SS: How interesting.

NJ: So, I'm not sure about the people in downstate counties if you get past the county commissioners.

SS: You're talking about Josephine and Curry? [Counties in southern Oregon]

NJ: Douglas, yeah. [County north of Curry and Josephine, Roseburg-Cty. seat]

SS: Douglas, right.

NJ: What they want there, and I think there may be a need to at least "paper it over" with ecological forestry, which means some retention and some recognition of diverse early seral. I'm just convinced we're going to see legislation. Previously, the environmental community said that will never happen, so we're 02:46:00ignoring that. And Andy Kerr [environmental activist], when he supported Wyden's bill I was involved with Franklin on concerning O&C lands, he warned that, "You guys will be real sorry if Trump's elected and you see what happens to these lands." Well, it's happening. I think the main thing that the Trump administration will do is rescind the legislation. I think the energy for it will come from the national forests, and for the O&C lands, from our local people and folks in the House. But they're going to have to get by the Senate.

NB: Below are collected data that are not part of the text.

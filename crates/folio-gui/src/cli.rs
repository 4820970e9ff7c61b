//! Command line arguments for Folio Studio.

use std::path::PathBuf;

use clap::{Parser, ValueEnum};
use clap_verbosity_flag::{Verbosity, WarnLevel};
use colorchoice_clap::Color;

use crate::theme::ThemeMode;

#[derive(Parser)]
#[command(
    name = "folio-studio",
    version,
    about = "Folio Studio - a portfolio and research lab as a desktop app",
    long_about = "Browse the portfolio: biography, tech stack, project showcase, \
                  and the research lab.\n\n\
                  Artwork is read from a local assets directory; links open in \
                  the system browser."
)]
pub struct Cli {
    /// Settings file to use instead of the platform config directory.
    #[arg(long = "config", value_name = "PATH")]
    pub config: Option<PathBuf>,

    /// Directory holding the portfolio artwork (overrides settings).
    #[arg(long = "assets-dir", value_name = "DIR")]
    pub assets_dir: Option<PathBuf>,

    /// Theme for this run (overrides settings).
    #[arg(long = "theme", value_enum)]
    pub theme: Option<ThemeArg>,

    /// Adjust log verbosity (-v for info, -vv for debug, -q for errors only).
    #[command(flatten)]
    pub verbosity: Verbosity<WarnLevel>,

    /// Control ANSI color output (auto, always, never).
    #[command(flatten)]
    pub color: Color,

    /// Explicit log level (overrides -v/-q flags).
    #[arg(long = "log-level", value_enum)]
    pub log_level: Option<LogLevelArg>,

    /// Log output format (pretty for human, json for machine parsing).
    #[arg(long = "log-format", value_enum, default_value = "pretty")]
    pub log_format: LogFormatArg,

    /// Write logs to a file instead of stderr.
    #[arg(long = "log-file", value_name = "PATH")]
    pub log_file: Option<PathBuf>,
}

/// CLI theme choices.
#[derive(Clone, Copy, Debug, PartialEq, Eq, ValueEnum)]
pub enum ThemeArg {
    Light,
    Dark,
    System,
}

impl From<ThemeArg> for ThemeMode {
    fn from(arg: ThemeArg) -> Self {
        match arg {
            ThemeArg::Light => Self::Light,
            ThemeArg::Dark => Self::Dark,
            ThemeArg::System => Self::System,
        }
    }
}

/// CLI log level choices.
#[derive(Clone, Copy, Debug, PartialEq, Eq, ValueEnum)]
pub enum LogLevelArg {
    Error,
    Warn,
    Info,
    Debug,
    Trace,
}

/// CLI log format choices.
#[derive(Clone, Copy, Debug, PartialEq, Eq, ValueEnum)]
pub enum LogFormatArg {
    Pretty,
    Compact,
    Json,
}

#[cfg(test)]
mod tests {
    use clap::CommandFactory;

    use super::*;

    #[test]
    fn command_is_well_formed() {
        Cli::command().debug_assert();
    }

    #[test]
    fn parses_overrides() {
        let cli = Cli::try_parse_from([
            "folio-studio",
            "--assets-dir",
            "art",
            "--theme",
            "dark",
            "--log-format",
            "json",
            "-v",
        ])
        .unwrap();
        assert_eq!(cli.assets_dir, Some(PathBuf::from("art")));
        assert_eq!(cli.theme, Some(ThemeArg::Dark));
        assert_eq!(cli.log_format, LogFormatArg::Json);
        assert!(cli.verbosity.is_present());
        assert!(cli.config.is_none());
    }

    #[test]
    fn defaults() {
        let cli = Cli::try_parse_from(["folio-studio"]).unwrap();
        assert_eq!(cli.log_format, LogFormatArg::Pretty);
        assert!(cli.log_level.is_none());
        assert!(!cli.verbosity.is_present());
    }
}
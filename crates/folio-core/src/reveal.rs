//! One-shot "animate in on first sight" latches.

use serde::Serialize;

use crate::navigation::{View, ViewportProbe};

/// Element that fades in the first time it scrolls into view.
#[derive(Debug, Clone, Copy, PartialEq, Eq, Hash, Serialize)]
#[serde(rename_all = "lowercase")]
pub enum RevealTarget {
    About,
    Skills,
    Publications,
}

impl RevealTarget {
    pub const ALL: [Self; 3] = [Self::About, Self::Skills, Self::Publications];

    pub fn element_id(&self) -> &'static str {
        match self {
            Self::About => "about",
            Self::Skills => "skills",
            Self::Publications => "publications",
        }
    }

    /// Visible fraction that trips the latch.
    pub fn threshold(&self) -> f32 {
        match self {
            Self::About => 0.2,
            Self::Skills | Self::Publications => 0.1,
        }
    }

    /// View the element lives in.
    pub fn view(&self) -> View {
        match self {
            Self::About | Self::Skills => View::Main,
            Self::Publications => View::Research,
        }
    }
}

/// A flag that flips once and never resets.
#[derive(Debug, Clone, Copy, PartialEq, Default)]
pub struct RevealLatch {
    threshold: f32,
    revealed: bool,
}

impl RevealLatch {
    pub fn new(threshold: f32) -> Self {
        Self {
            threshold,
            revealed: false,
        }
    }

    pub fn is_revealed(&self) -> bool {
        self.revealed
    }

    /// Feed an intersection ratio. Returns true only on the flip.
    pub fn observe(&mut self, ratio: f32) -> bool {
        if self.revealed || ratio < self.threshold {
            return false;
        }
        self.revealed = true;
        true
    }
}

/// Latches for every reveal target.
#[derive(Debug, Clone, PartialEq)]
pub struct Reveals {
    about: RevealLatch,
    skills: RevealLatch,
    publications: RevealLatch,
}

impl Default for Reveals {
    fn default() -> Self {
        Self {
            about: RevealLatch::new(RevealTarget::About.threshold()),
            skills: RevealLatch::new(RevealTarget::Skills.threshold()),
            publications: RevealLatch::new(RevealTarget::Publications.threshold()),
        }
    }
}

impl Reveals {
    pub fn new() -> Self {
        Self::default()
    }

    pub fn is_revealed(&self, target: RevealTarget) -> bool {
        self.latch(target).is_revealed()
    }

    /// Check every target of `view` against the probe.
    pub fn observe(&mut self, view: View, probe: &impl ViewportProbe) {
        let viewport = probe.viewport_height();
        for target in RevealTarget::ALL {
            if target.view() != view {
                continue;
            }
            let Some(bounds) = probe.bounds(target.element_id()) else {
                continue;
            };
            if self.latch_mut(target).observe(bounds.intersection_ratio(viewport)) {
                tracing::debug!(?target, "revealed");
            }
        }
    }

    fn latch(&self, target: RevealTarget) -> &RevealLatch {
        match target {
            RevealTarget::About => &self.about,
            RevealTarget::Skills => &self.skills,
            RevealTarget::Publications => &self.publications,
        }
    }

    fn latch_mut(&mut self, target: RevealTarget) -> &mut RevealLatch {
        match target {
            RevealTarget::About => &mut self.about,
            RevealTarget::Skills => &mut self.skills,
            RevealTarget::Publications => &mut self.publications,
        }
    }
}

#[cfg(test)]
mod tests {
    use super::*;

    #[test]
    fn latch_flips_once() {
        let mut latch = RevealLatch::new(0.2);
        assert!(!latch.observe(0.19));
        assert!(latch.observe(0.2));
        assert!(!latch.observe(0.9));
        assert!(latch.is_revealed());
    }

    #[test]
    fn latch_never_resets() {
        let mut latch = RevealLatch::new(0.1);
        latch.observe(0.5);
        latch.observe(0.0);
        assert!(latch.is_revealed());
    }
}
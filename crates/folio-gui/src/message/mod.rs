//! Message module for Folio Studio.
//!
//! This module defines the message hierarchy for the Elm-style architecture.
//! All user interactions and events flow through these message types.

pub mod carousel;
pub mod navigation;
pub mod projects;

use iced::keyboard;
use iced::widget::image;

use crate::error::GuiError;

pub use carousel::CarouselMessage;
pub use navigation::NavigationMessage;
pub use projects::ProjectsMessage;

/// Root message enum for the application.
#[derive(Debug, Clone)]
pub enum Message {
    // =========================================================================
    // View-specific messages
    // =========================================================================
    /// Routing, scrolling, and the mobile menu
    Navigation(NavigationMessage),

    /// Carousel controls and pointer gestures
    Carousel(CarouselMessage),

    /// Project filter and detail overlay
    Projects(ProjectsMessage),

    // =========================================================================
    // Outbound
    // =========================================================================
    /// Open a link with the platform opener
    OpenLink(&'static str),

    // =========================================================================
    // Background task results
    // =========================================================================
    /// An artwork file finished loading
    ImageLoaded {
        url: &'static str,
        result: Result<image::Handle, GuiError>,
    },

    // =========================================================================
    // Global events
    // =========================================================================
    /// Carousel timer tick
    Tick,

    /// Keyboard event
    KeyPressed(keyboard::Key, keyboard::Modifiers),

    /// System theme changed (for ThemeMode::System)
    SystemThemeChanged(iced::theme::Mode),

    /// Main window was resized
    WindowResized(iced::Size),

    /// Header theme button
    ToggleTheme,

    /// No operation
    Noop,
}
//! Tab bar navigation component.
//!
//! A row of pill tabs with the active tab filled. Used for the project
//! category filter.

use iced::widget::{button, container, row, text};
use iced::{Border, Element, Length, Theme};

use crate::theme::{
    BORDER_RADIUS_FULL, BORDER_WIDTH_THIN, FONT_SEMIBOLD, FONT_SIZE_BODY, FolioColors,
    SPACING_LG, SPACING_SM, SPACING_XS,
};

// =============================================================================
// TAB DEFINITION
// =============================================================================

/// A tab item for the tab bar.
pub struct Tab<M> {
    /// Tab label text
    pub label: String,
    /// Message to send when tab is clicked
    pub message: M,
}

impl<M> Tab<M> {
    /// Create a new tab.
    pub fn new(label: impl Into<String>, message: M) -> Self {
        Self {
            label: label.into(),
            message,
        }
    }
}

// =============================================================================
// TAB BAR COMPONENT
// =============================================================================

/// Creates a row of pill tabs with `active_index` highlighted.
///
/// ```rust,ignore
/// let tabs = ProjectFilter::ALL
///     .iter()
///     .map(|filter| Tab::new(filter.label(), Message::FilterSelected(*filter)))
///     .collect();
///
/// let bar = tab_bar(tabs, state.filter.index());
/// ```
pub fn tab_bar<'a, M: Clone + 'a>(tabs: Vec<Tab<M>>, active_index: usize) -> Element<'a, M> {
    let mut tab_row = row![].spacing(SPACING_SM);

    for (index, tab) in tabs.into_iter().enumerate() {
        let is_active = index == active_index;

        let tab_button = button(
            container(text(tab.label).size(FONT_SIZE_BODY).font(FONT_SEMIBOLD))
                .padding([SPACING_XS, SPACING_SM])
                .center_x(Length::Shrink),
        )
        .on_press(tab.message)
        .padding([SPACING_SM, SPACING_LG])
        .style(move |theme: &Theme, status| {
            let palette = theme.extended_palette();
            let folio = theme.folio();

            if is_active {
                button::Style {
                    background: Some(palette.primary.base.color.into()),
                    text_color: folio.text_on_accent,
                    border: Border {
                        radius: BORDER_RADIUS_FULL.into(),
                        width: 0.0,
                        color: palette.primary.base.color,
                    },
                    ..Default::default()
                }
            } else {
                let background = match status {
                    button::Status::Hovered => folio.surface_hover,
                    _ => folio.surface,
                };
                button::Style {
                    background: Some(background.into()),
                    text_color: folio.text_secondary,
                    border: Border {
                        radius: BORDER_RADIUS_FULL.into(),
                        width: BORDER_WIDTH_THIN,
                        color: folio.border_default,
                    },
                    ..Default::default()
                }
            }
        });

        tab_row = tab_row.push(tab_button);
    }

    tab_row.wrap().into()
}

SS: Filibuster possibility?

NJ: Yeah. I don't know where Senator Wyden stands. I haven't talked to him, and he hasn't talked to me lately. But on the national forests, it would not be so much as changing the Northwest Forest Plan, as potentially cutting off public 02:47:00protest under certain conditions, such as if a collaborative group approves. And that will come from Cathy McMorris-Rogers from Washington State, and our own congressman.

SS: What do you mean cutting off public protest? What do you mean by that?

NJ: If a collaborative group agrees to it, you can't litigate it. That's a real "third rail" for the environmental groups. It's cutting off their access to the courts.

SS: Yeah, that's what I was going to say.

NJ: On the O&C lands in the Walden legislation, they said, this is enough for the spotted owl, no matter what. Now, just let me say, they do reserve the older half of the forest. So at least, we have permanent reserves for the old growth. It's not all bad.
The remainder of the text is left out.